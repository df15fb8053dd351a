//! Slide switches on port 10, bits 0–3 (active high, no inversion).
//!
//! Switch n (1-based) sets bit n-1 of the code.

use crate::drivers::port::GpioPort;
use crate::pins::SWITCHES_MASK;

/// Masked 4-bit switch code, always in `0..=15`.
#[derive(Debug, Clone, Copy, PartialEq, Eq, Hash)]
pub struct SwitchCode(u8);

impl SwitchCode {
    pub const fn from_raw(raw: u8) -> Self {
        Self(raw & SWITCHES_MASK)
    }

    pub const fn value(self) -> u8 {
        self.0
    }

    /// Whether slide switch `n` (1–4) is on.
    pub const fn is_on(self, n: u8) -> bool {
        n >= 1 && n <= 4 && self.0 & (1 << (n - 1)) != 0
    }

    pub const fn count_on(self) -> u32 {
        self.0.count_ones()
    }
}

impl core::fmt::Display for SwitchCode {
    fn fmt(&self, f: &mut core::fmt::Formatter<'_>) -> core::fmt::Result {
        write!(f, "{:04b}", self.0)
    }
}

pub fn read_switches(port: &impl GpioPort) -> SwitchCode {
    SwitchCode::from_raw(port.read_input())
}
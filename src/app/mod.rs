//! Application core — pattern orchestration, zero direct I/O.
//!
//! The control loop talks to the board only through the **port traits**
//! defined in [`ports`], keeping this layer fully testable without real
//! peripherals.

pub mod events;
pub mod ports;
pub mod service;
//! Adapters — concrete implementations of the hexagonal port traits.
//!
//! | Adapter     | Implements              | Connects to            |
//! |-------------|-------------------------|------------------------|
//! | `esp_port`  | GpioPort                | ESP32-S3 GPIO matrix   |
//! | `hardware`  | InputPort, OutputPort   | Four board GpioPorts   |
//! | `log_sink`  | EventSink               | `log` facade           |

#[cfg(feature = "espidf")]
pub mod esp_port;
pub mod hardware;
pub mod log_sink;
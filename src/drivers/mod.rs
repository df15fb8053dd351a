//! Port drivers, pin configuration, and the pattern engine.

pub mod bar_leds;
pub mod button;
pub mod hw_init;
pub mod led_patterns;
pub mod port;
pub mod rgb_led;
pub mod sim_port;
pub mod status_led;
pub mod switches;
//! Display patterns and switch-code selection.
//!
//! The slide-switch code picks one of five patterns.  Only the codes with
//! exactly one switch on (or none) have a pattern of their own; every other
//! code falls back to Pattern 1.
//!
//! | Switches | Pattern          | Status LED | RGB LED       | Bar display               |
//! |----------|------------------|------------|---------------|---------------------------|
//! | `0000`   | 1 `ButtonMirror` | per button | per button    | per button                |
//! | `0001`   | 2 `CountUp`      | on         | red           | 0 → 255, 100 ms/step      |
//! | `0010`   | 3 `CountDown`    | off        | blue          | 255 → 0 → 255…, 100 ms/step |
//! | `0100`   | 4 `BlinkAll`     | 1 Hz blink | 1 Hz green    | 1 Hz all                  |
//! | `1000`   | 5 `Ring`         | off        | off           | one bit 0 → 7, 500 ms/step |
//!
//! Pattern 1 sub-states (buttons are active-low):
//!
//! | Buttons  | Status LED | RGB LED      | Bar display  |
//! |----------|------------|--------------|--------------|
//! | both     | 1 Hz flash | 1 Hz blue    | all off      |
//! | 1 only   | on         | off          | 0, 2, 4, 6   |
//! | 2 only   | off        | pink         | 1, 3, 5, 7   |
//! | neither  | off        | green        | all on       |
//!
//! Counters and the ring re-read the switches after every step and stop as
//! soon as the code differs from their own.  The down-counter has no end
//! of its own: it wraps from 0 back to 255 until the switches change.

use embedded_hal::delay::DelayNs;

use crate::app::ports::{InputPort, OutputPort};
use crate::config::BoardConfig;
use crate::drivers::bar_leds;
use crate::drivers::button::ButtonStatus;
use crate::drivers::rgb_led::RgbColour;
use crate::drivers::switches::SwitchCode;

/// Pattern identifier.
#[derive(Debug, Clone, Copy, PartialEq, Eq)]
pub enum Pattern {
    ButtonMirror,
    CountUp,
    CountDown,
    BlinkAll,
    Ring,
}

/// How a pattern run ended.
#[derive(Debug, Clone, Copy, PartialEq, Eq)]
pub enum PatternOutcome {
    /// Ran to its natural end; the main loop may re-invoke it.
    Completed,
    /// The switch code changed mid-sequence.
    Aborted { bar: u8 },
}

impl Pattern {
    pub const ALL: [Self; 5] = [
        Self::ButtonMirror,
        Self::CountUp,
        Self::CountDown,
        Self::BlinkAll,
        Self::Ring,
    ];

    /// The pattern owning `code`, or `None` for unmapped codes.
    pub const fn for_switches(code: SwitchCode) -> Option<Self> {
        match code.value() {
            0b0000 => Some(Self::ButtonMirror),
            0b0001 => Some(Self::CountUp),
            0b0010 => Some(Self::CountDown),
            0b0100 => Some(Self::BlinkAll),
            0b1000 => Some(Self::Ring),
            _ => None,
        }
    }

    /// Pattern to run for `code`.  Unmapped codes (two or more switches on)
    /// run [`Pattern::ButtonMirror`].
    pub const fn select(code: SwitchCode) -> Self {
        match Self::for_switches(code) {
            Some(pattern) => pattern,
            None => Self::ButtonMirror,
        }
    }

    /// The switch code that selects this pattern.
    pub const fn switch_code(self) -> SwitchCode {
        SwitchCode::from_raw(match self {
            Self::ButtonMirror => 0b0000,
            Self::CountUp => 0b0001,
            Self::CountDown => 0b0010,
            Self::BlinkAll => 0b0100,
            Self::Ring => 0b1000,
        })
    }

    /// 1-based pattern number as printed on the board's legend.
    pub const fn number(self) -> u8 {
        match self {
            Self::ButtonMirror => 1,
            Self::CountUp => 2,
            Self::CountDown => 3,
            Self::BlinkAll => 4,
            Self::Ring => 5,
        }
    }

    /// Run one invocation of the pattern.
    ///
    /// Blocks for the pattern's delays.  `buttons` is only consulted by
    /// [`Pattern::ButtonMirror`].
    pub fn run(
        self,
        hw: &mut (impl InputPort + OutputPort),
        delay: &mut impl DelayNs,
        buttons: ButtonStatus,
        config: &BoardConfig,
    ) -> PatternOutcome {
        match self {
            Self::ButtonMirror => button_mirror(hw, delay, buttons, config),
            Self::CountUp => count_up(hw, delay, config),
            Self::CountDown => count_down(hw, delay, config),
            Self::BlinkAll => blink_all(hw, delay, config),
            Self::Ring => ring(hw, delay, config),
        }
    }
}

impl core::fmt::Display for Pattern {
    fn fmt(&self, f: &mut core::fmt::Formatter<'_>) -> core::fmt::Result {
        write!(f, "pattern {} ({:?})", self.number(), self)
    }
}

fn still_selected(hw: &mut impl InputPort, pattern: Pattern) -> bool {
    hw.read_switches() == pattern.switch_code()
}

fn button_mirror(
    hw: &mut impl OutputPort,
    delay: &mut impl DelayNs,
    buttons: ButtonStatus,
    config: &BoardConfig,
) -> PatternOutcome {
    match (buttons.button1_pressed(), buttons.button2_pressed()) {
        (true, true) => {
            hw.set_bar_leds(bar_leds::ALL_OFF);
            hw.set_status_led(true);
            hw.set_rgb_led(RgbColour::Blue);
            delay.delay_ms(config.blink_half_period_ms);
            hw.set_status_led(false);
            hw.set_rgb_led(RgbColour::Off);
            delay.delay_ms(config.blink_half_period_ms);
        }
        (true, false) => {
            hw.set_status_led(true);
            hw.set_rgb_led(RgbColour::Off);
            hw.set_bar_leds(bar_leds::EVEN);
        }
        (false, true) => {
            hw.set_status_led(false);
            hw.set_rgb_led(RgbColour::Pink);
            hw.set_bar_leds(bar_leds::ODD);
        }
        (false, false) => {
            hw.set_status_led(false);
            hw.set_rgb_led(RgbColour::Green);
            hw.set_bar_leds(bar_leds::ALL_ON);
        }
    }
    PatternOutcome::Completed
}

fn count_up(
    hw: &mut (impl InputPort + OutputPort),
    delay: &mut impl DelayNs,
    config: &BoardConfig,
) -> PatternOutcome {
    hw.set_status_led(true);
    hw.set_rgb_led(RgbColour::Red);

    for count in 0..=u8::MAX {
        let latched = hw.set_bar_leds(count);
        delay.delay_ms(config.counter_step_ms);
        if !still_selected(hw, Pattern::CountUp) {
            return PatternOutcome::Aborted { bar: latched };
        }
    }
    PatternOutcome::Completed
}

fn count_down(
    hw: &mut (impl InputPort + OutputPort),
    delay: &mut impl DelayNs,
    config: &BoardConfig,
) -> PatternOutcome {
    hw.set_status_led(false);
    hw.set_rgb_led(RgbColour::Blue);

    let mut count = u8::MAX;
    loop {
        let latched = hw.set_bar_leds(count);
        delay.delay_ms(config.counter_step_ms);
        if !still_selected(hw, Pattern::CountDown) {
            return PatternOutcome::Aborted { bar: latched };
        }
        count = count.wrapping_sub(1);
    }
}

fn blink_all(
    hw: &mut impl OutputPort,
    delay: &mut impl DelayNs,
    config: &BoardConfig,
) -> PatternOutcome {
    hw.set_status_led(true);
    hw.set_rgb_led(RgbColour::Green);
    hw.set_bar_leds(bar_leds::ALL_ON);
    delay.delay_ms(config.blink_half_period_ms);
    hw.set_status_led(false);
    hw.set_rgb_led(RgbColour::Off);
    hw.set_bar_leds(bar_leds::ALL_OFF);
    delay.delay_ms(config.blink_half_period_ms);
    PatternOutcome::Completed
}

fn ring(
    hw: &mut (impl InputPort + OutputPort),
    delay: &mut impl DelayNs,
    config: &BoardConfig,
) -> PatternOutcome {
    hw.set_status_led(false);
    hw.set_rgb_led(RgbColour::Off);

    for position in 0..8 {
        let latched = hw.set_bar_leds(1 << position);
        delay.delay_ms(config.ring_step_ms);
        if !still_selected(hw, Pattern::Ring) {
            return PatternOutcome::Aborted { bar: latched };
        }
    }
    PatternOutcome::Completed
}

------------------------

From the listing above, return every line that contains the word "codes".

> **Answer below**
//! The slide-switch code picks one of five patterns.  Only the codes with
    /// The pattern owning `code`, or `None` for unmapped codes.
    /// Pattern to run for `code`.  Unmapped codes (two or more switches on)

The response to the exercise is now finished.